What to do: Copy each line of the data below with the word "Option".

= Beginning of Section =

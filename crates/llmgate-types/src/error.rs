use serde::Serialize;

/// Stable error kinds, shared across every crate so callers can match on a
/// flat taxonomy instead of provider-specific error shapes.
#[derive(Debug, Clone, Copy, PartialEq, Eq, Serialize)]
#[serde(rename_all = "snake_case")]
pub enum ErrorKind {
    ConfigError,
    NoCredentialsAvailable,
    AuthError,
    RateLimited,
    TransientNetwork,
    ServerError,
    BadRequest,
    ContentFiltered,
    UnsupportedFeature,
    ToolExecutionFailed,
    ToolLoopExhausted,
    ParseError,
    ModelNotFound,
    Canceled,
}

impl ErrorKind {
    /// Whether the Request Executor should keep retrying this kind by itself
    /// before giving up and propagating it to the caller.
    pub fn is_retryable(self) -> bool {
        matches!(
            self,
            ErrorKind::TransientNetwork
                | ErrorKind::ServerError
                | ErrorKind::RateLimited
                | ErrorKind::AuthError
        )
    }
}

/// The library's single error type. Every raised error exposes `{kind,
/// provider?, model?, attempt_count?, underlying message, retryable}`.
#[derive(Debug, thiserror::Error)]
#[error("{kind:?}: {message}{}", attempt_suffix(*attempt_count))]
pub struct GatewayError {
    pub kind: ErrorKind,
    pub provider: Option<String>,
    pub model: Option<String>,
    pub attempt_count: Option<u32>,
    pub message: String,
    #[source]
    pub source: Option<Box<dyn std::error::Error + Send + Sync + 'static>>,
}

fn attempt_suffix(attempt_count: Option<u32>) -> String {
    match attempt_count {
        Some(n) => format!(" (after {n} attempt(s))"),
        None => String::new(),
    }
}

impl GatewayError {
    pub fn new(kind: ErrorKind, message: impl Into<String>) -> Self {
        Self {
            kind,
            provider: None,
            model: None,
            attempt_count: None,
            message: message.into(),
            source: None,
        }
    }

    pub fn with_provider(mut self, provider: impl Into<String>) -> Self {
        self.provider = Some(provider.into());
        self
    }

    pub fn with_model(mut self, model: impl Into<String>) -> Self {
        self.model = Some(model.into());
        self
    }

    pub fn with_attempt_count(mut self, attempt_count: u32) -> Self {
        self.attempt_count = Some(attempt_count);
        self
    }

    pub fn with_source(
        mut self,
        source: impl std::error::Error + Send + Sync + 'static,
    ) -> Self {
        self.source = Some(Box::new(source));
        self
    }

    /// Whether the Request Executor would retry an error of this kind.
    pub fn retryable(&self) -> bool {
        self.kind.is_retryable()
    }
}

= End of Section =
= Beginning of Section =

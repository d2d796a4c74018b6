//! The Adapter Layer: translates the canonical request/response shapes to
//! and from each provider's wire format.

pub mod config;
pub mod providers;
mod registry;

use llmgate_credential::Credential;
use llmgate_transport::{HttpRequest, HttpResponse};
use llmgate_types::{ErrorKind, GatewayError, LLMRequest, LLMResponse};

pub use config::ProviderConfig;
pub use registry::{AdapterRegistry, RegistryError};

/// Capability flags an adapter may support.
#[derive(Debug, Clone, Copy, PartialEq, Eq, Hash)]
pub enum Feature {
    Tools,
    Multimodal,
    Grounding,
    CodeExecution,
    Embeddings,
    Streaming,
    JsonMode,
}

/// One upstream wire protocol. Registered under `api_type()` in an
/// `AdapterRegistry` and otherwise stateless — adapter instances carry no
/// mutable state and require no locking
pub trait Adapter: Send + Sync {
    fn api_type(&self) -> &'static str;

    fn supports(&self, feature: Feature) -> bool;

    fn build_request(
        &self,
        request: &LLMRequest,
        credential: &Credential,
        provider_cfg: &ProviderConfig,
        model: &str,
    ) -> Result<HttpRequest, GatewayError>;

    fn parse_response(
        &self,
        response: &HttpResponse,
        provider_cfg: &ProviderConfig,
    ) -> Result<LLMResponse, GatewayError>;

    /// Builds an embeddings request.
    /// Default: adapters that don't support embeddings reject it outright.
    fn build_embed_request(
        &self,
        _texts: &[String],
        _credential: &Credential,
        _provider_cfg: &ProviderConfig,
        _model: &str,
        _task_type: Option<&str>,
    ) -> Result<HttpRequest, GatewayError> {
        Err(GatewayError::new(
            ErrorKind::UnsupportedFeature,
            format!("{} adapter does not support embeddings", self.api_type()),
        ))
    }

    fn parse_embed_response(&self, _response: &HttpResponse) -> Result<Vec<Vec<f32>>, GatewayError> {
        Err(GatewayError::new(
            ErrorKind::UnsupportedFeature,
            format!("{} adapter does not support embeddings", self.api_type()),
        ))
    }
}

= End of Section =

Task output:
    pub provider: Option<String>,
    pub model: Option<String>,
    pub attempt_count: Option<u32>,
    pub source: Option<Box<dyn std::error::Error + Send + Sync + 'static>>,
fn attempt_suffix(attempt_count: Option<u32>) -> String {
        _task_type: Option<&str>,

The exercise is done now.